LeanIX focuses on the IT landscape, Signavio on business processes and journeys – together you get end-to-end transparency.

  • LeanIX: Applications, interfaces, costs/TCO, risks, lifecycle, tech debt.
  • Signavio: BPMN processes, roles, KPIs, pain points, automation potential.
  • Link: Process → Capability → Application/API; impact analyses for changes.
  • Practice: Synchronize namespaces/IDs, automate imports (CMDB, repos, tickets).

Use LeanIX for portfolio steering and rationalization, Signavio for process improvement and adoption.

When may I extend the SAP core? +

Only in justified exceptional cases – preferably temporary and with a clear path back.

  • Allowed: Legal requirements, security/audit obligations, missing standard functionality.
  • Process: ADR with justification, risk assessment, time limit, exit plan, board approval.
  • Control: Telemetry/monitoring, regular review cycles, evaluate alternatives.
  • Priority: Standard/config first, then BTP extension, core extension only as last resort.

The goal remains to remove modifications promptly and return to a Clean Core.

RISE with SAP or Private Cloud? +

The choice depends on compliance, differentiation, and operational requirements.

  • RISE/SaaS: Faster upgrades, more predictable costs; good for standardizable capabilities.
  • Private Cloud: More control/isolation; sensible for strict regulations or legacy dependencies.
  • Decision logic: Standard → SaaS; Differentiation → BTP/Private Cloud (side-by-side).
  • Instance strategy: Multi-instance for legal requirements, shared services via BTP.

Key: Maintain Clean Core and consistently implement extensions outside the core.

What role does AI play in EA? +

AI automates cataloging, analyses, and supports the target picture – under clear guardrails.

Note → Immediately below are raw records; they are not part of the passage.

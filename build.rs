fn main() {
    // Re-run if git HEAD changes (new commits, checkouts, etc.)
    println!("cargo:rerun-if-changed=.git/HEAD");
    println!("cargo:rerun-if-changed=.git/refs/");

    let hash = std::process::Command::new("git")
        .args(["rev-parse", "--short", "HEAD"])
        .output()
        .ok()
        .filter(|o| o.status.success())
        .map(|o| String::from_utf8_lossy(&o.stdout).trim().to_string())
        .unwrap_or_default();

    let on_tag = std::process::Command::new("git")
        .args(["describe", "--exact-match", "--tags", "HEAD"])
        .output()
        .ok()
        .is_some_and(|o| o.status.success());

    println!("cargo:rustc-env=GIT_HASH={hash}");
    println!("cargo:rustc-env=ON_RELEASE_TAG={on_tag}");
}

  • AI mapping: Automatic assignment of apps to capabilities, detection of redundancies.
  • Generative architecture: LLMs suggest target architectures/integration patterns.
  • MLOps: Versioning, tests, monitoring (drift/quality), approval processes.
  • Governance: Responsible AI policies, IP/training data rights, auditability.

Use AI to keep EA up to date – decisions remain with the Architecture Board.

What is the metadata catalog and why is it important? +

It is the single source of truth for business/technical object definitions – indispensable with Clean Core.

  • Contents: Business definition, data type, process relevance, data owner, quality rules.
  • Priority-1 objects: e.g., Business Partner, Sales Order – define fully first.
  • Interop: Semantic consistency between core and BTP extensions, clear API contracts.
  • Governance: Change workflow, versioning, approval by Data/EA.

This keeps data flows traceable and AI/analytics use cases reliable.

What are business-role diagrams for? +

They connect organization, tasks, and Fiori apps – for lean, relevant interfaces.

  • Mapping: Role → tasks/processes → specific Fiori apps & authorizations.
  • Benefits: Shorter onboarding, fewer errors, clear prioritization for extensions.
  • Approach: Capture roles, consolidate apps, remove unnecessary ones, test UX.
  • Governance: Changes via board/RACI; documentation as part of the reference architecture.

This increases adoption and avoids "bloatware" – a core principle of the Clean Core approach.